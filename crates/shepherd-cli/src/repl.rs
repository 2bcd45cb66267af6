//! REPL – Read-Eval-Print Loop for the Shepherd operator console.
//!
//! Supported slash-commands:
//!   /help                             – show this list
//!   /stats                            – violation statistics and latest violations
//!   /breakers                         – circuit breaker state per agent
//!   /violations <agent> [n]           – recent in-memory violations for an agent
//!   /history <agent> [n]              – persisted violations from the SQLite store
//!   /validate <agent> <action> <json> – run an action through the guardrails
//!   /kill                             – emergency kill switch (suspend every agent)
//!   /reset <agent>                    – close an agent's circuit breaker
//!   /settings                         – edit `~/.shepherd/config.toml`
//!   /quit | /exit                     – flush persistence and exit

use colored::Colorize;
use serde_json::Value;
use std::io::{self, BufRead, Write};
use std::sync::Arc;
use std::sync::atomic::{AtomicBool, Ordering};

use shepherd_kernel::GuardrailEngine;
use shepherd_memory::SqliteGuardrailStore;
use shepherd_types::{AgentAction, AgentType, GuardrailViolation, UserProfile};

use crate::config::{self, Config};

const DEFAULT_LIST_LEN: usize = 10;

/// Everything a command handler needs.
pub struct Console {
    pub engine: Arc<GuardrailEngine>,
    pub runtime: tokio::runtime::Handle,
    pub database_path: String,
}

/// A parsed slash-command.
#[derive(Debug, Clone, PartialEq)]
pub enum Command {
    Help,
    Stats,
    Breakers,
    Violations { agent: AgentType, limit: usize },
    History { agent: AgentType, limit: usize },
    Validate { agent: AgentType, action: AgentAction },
    Kill,
    Reset { agent: AgentType },
    Settings,
    Quit,
}

/// Parse one input line.  The error is a message for the operator.
pub fn parse_command(line: &str) -> Result<Command, String> {
    let line = line.trim();
    let (head, rest) = match line.split_once(char::is_whitespace) {
        Some((head, rest)) => (head, rest.trim()),
        None => (line, ""),
    };

    match head {
        "/help" => Ok(Command::Help),
        "/stats" => Ok(Command::Stats),
        "/breakers" => Ok(Command::Breakers),
        "/kill" => Ok(Command::Kill),
        "/settings" => Ok(Command::Settings),
        "/quit" | "/exit" => Ok(Command::Quit),
        "/violations" | "/history" => {
            let mut args = rest.split_whitespace();
            let agent = parse_agent(args.next())?;
            let limit = match args.next() {
                Some(n) => n
                    .parse::<usize>()
                    .map_err(|_| format!("'{n}' is not a valid count"))?,
                None => DEFAULT_LIST_LEN,
            };
            if head == "/violations" {
                Ok(Command::Violations { agent, limit })
            } else {
                Ok(Command::History { agent, limit })
            }
        }
        "/reset" => Ok(Command::Reset {
            agent: parse_agent(rest.split_whitespace().next())?,
        }),
        "/validate" => {
            let mut parts = rest.splitn(3, char::is_whitespace);
            let agent = parse_agent(parts.next())?;
            let action_type = parts
                .next()
                .filter(|s| !s.is_empty())
                .ok_or("usage: /validate <agent> <action> <json>")?;
            let payload = match parts.next().map(str::trim) {
                Some(raw) if !raw.is_empty() => serde_json::from_str::<Value>(raw)
                    .map_err(|e| format!("payload is not valid JSON: {e}"))?,
                _ => Value::Object(Default::default()),
            };
            Ok(Command::Validate {
                agent,
                action: AgentAction::new(action_type, payload),
            })
        }
        other => Err(format!("Unknown command: '{other}'")),
    }
}

fn parse_agent(raw: Option<&str>) -> Result<AgentType, String> {
    let raw = raw.filter(|s| !s.is_empty()).ok_or_else(|| {
        format!(
            "missing agent (one of: {})",
            AgentType::ALL.map(|a| a.as_str()).join(", ")
        )
    })?;
    raw.parse::<AgentType>().map_err(|e| e.to_string())
}

/// Entry point for the interactive REPL.
///
/// `shutdown` is polled each iteration; when set the REPL exits cleanly.
pub fn run(shutdown: Arc<AtomicBool>, console: &Console) {
    let stdin = io::stdin();
    let mut stdout = io::stdout();

    loop {
        if shutdown.load(Ordering::SeqCst) {
            break;
        }

        print!("{} ", "shepherd>".bold().cyan());
        stdout.flush().ok();

        let mut line = String::new();
        match stdin.lock().read_line(&mut line) {
            Ok(0) => break, // EOF
            Ok(_) => {}
            Err(e) => {
                eprintln!("{}: {}", "Read error".red(), e);
                break;
            }
        }

        if shutdown.load(Ordering::SeqCst) {
            break;
        }
        if line.trim().is_empty() {
            continue;
        }

        match parse_command(&line) {
            Ok(Command::Help) => cmd_help(),
            Ok(Command::Stats) => cmd_stats(console),
            Ok(Command::Breakers) => cmd_breakers(console),
            Ok(Command::Violations { agent, limit }) => cmd_violations(console, agent, limit),
            Ok(Command::History { agent, limit }) => cmd_history(console, agent, limit),
            Ok(Command::Validate { agent, action }) => cmd_validate(console, agent, &action),
            Ok(Command::Kill) => cmd_kill(console),
            Ok(Command::Reset { agent }) => cmd_reset(console, agent),
            Ok(Command::Settings) => cmd_settings(),
            Ok(Command::Quit) => {
                println!("{}", "Goodbye.".green());
                shutdown.store(true, Ordering::SeqCst);
                break;
            }
            Err(msg) => {
                println!(
                    "{} Type {} for available commands.",
                    msg.red(),
                    "/help".bold()
                );
            }
        }
    }
}

// ─────────────────────────────────────────────────────────────────────────────
// Command handlers
// ─────────────────────────────────────────────────────────────────────────────

fn cmd_help() {
    println!();
    println!("{}", "Shepherd Commands".bold().underline());
    println!("  {}                            – violation statistics", "/stats".bold().cyan());
    println!("  {}                         – circuit breaker per agent", "/breakers".bold().cyan());
    println!("  {}        – recent violations (in memory)", "/violations <agent> [n]".bold().cyan());
    println!("  {}           – persisted violations (SQLite)", "/history <agent> [n]".bold().cyan());
    println!("  {} – run an action through the guardrails", "/validate <agent> <action> <json>".bold().cyan());
    println!("  {}                             – suspend every agent", "/kill".bold().cyan());
    println!("  {}                    – close an agent's breaker", "/reset <agent>".bold().cyan());
    println!("  {}                         – edit ~/.shepherd/config.toml", "/settings".bold().cyan());
    println!("  {}                      – flush and exit", "/quit  /exit".bold().cyan());
    println!();
    println!(
        "  Agents: {}",
        AgentType::ALL.map(|a| a.as_str()).join(", ").dimmed()
    );
    println!();
}

fn cmd_stats(console: &Console) {
    let dashboard = console.engine.dashboard(5);
    let stats = &dashboard.stats;

    println!("{}", "Violation Statistics".bold().underline());
    println!("  Total violations : {}", stats.total_violations.to_string().yellow());
    println!("  Violation rate   : {}", format!("{:.4}", stats.violation_rate).yellow());
    println!("  Audited actions  : {}", console.engine.audit_log_count());
    if !stats.by_agent.is_empty() {
        println!("  By agent:");
        for (agent, n) in &stats.by_agent {
            println!("    {:<18} {}", agent.as_str(), n);
        }
    }
    if !stats.by_severity.is_empty() {
        println!("  By severity:");
        for (severity, n) in &stats.by_severity {
            println!("    {:<18} {}", severity.as_str(), n);
        }
    }
    let open = dashboard
        .circuit_breakers
        .values()
        .filter(|b| b.is_open)
        .count();
    println!("  Open breakers    : {}", open);
    if !dashboard.recent_violations.is_empty() {
        println!("  Latest violations:");
        print_violations(&dashboard.recent_violations);
    }
}

fn cmd_breakers(console: &Console) {
    println!("{}", "Circuit Breakers".bold().underline());
    for (agent, state) in console.engine.circuit_breakers() {
        let status = if state.is_open {
            "OPEN".red().bold()
        } else {
            "closed".green()
        };
        let since = state
            .opened_at
            .map(|t| format!(" since {}", t.format("%Y-%m-%d %H:%M:%S UTC")))
            .unwrap_or_default();
        println!(
            "  {:<18} {:<8} failures={}{}",
            agent.as_str(),
            status,
            state.failure_count,
            since.dimmed()
        );
    }
}

fn cmd_violations(console: &Console, agent: AgentType, limit: usize) {
    let violations = console.engine.recent_violations(agent, limit);
    println!(
        "{} {}",
        "Recent violations for".bold().underline(),
        agent.as_str().bold()
    );
    if violations.is_empty() {
        println!("  {}", "none".dimmed());
    } else {
        print_violations(&violations);
    }
}

fn cmd_history(console: &Console, agent: AgentType, limit: usize) {
    let store = match SqliteGuardrailStore::open_existing(&console.database_path) {
        Ok(store) => store,
        Err(e) => {
            println!("{}: {}", "Cannot open guardrail database".red(), e);
            return;
        }
    };
    let total = store.violation_count();
    match store.violations_for(agent, limit) {
        Ok(violations) => {
            println!(
                "{} {} ({} stored in total)",
                "Persisted violations for".bold().underline(),
                agent.as_str().bold(),
                total.map(|n| n.to_string()).unwrap_or_else(|_| "?".into())
            );
            if violations.is_empty() {
                println!("  {}", "none".dimmed());
            } else {
                print_violations(&violations);
            }
        }
        Err(e) => println!("{}: {}", "History query failed".red(), e),
    }
}

fn cmd_validate(console: &Console, agent: AgentType, action: &AgentAction) {
    let user = UserProfile::new("operator-console");
    let outcome = console
        .runtime
        .block_on(console.engine.validate_agent_action(agent, action, &user));

    match outcome {
        Ok(result) if result.approved => {
            println!("  {} {}", "✓".green().bold(), "APPROVED".green().bold());
            for warning in result.warnings.iter().flatten() {
                println!("    {} {}", "warning:".yellow(), warning);
            }
            if let Some(modified) = &result.modified {
                println!("    {} {}", "modified payload:".yellow(), modified);
            }
        }
        Ok(result) => {
            println!(
                "  {} {}: {}",
                "✗".red().bold(),
                "REJECTED".red().bold(),
                result.reason.unwrap_or_default()
            );
            for warning in result.warnings.iter().flatten() {
                println!("    {} {}", "warning:".yellow(), warning);
            }
        }
        Err(e) => {
            println!(
                "  {} {} [{}]: {}",
                "⚠".red().bold(),
                "ERROR".red().bold(),
                e.severity().as_str(),
                e
            );
        }
    }
}

fn cmd_kill(console: &Console) {
    let answer = prompt_str(
        &format!("  {} Suspend ALL agents? [y/N]: ", "⚠".red().bold()),
        "n",
    );
    if answer.eq_ignore_ascii_case("y") || answer.eq_ignore_ascii_case("yes") {
        console.engine.emergency_kill_switch();
        println!("  {}", "Kill switch engaged: every agent is suspended.".red().bold());
    } else {
        println!("  Aborted.");
    }
}

fn cmd_reset(console: &Console, agent: AgentType) {
    match console.engine.reset_circuit_breaker(agent) {
        Ok(()) => println!("  {} breaker for {} closed", "✓".green(), agent.as_str().bold()),
        Err(e) => println!("  {}: {}", "Reset failed".red(), e),
    }
}

fn cmd_settings() {
    let mut cfg = match config::load() {
        Ok(Some(c)) => c,
        Ok(None) => Config::default(),
        Err(e) => {
            println!("{}: {}", "Error loading config".red(), e);
            return;
        }
    };

    println!("{}", "Settings Editor".bold().underline());
    println!("  (press Enter to keep the current value; changes apply on restart)");

    cfg.database_path = prompt_str(
        &format!("  Database path        [{}]: ", cfg.database_path),
        &cfg.database_path,
    );
    let g = &mut cfg.guardrail;
    g.violation_rate_threshold = prompt_parse(
        &format!("  Violation threshold  [{}]: ", g.violation_rate_threshold),
        g.violation_rate_threshold,
    );
    g.rate_window = prompt_parse(&format!("  Rate window          [{}]: ", g.rate_window), g.rate_window);
    g.cooldown_secs = prompt_parse(
        &format!("  Cool-down (seconds)  [{}]: ", g.cooldown_secs),
        g.cooldown_secs,
    );
    g.audit_rejections = prompt_parse(
        &format!("  Audit rejections     [{}]: ", g.audit_rejections),
        g.audit_rejections,
    );

    if let Err(e) = cfg.guardrail.validate() {
        println!("{}: {}", "Settings not saved".red(), e);
        return;
    }
    match config::save(&cfg) {
        Ok(()) => println!(
            "{} {}",
            "✓ Settings saved to".green(),
            config::config_path().display().to_string().bold()
        ),
        Err(e) => println!("{}: {}", "Error saving config".red(), e),
    }
}

// ─────────────────────────────────────────────────────────────────────────────
// Helpers
// ─────────────────────────────────────────────────────────────────────────────

fn print_violations(violations: &[GuardrailViolation]) {
    for v in violations {
        println!(
            "    {} {:<8} {:<16} {:<14} {}",
            v.timestamp.format("%H:%M:%S").to_string().dimmed(),
            v.severity.as_str(),
            v.check_name,
            v.action_type,
            v.reason
        );
    }
}

/// Prompt for a parseable value.  Returns `default` when the user presses
/// Enter or types something invalid.
pub(crate) fn prompt_parse<T>(msg: &str, default: T) -> T
where
    T: std::str::FromStr + std::fmt::Display + Copy,
{
    let raw = prompt_str(msg, &default.to_string());
    match raw.parse::<T>() {
        Ok(v) => v,
        Err(_) => {
            println!(
                "  {} '{}' is not a valid value, keeping {}",
                "Warning:".yellow(),
                raw,
                default
            );
            default
        }
    }
}

/// Prompt for a string value.  Returns `default` when the user presses Enter.
pub(crate) fn prompt_str(msg: &str, default: &str) -> String {
    print!("{}", msg);
    io::stdout().flush().ok();

    let mut line = String::new();
    match io::stdin().lock().read_line(&mut line) {
        Ok(_) => {
            let trimmed = line.trim().to_string();
            if trimmed.is_empty() {
                default.to_string()
            } else {
                trimmed
            }
        }
        Err(_) => default.to_string(),
    }
}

=====

What you should do: Return all lines above that mention the word "runtime".

Response area:
    pub runtime: tokio::runtime::Handle,
        .runtime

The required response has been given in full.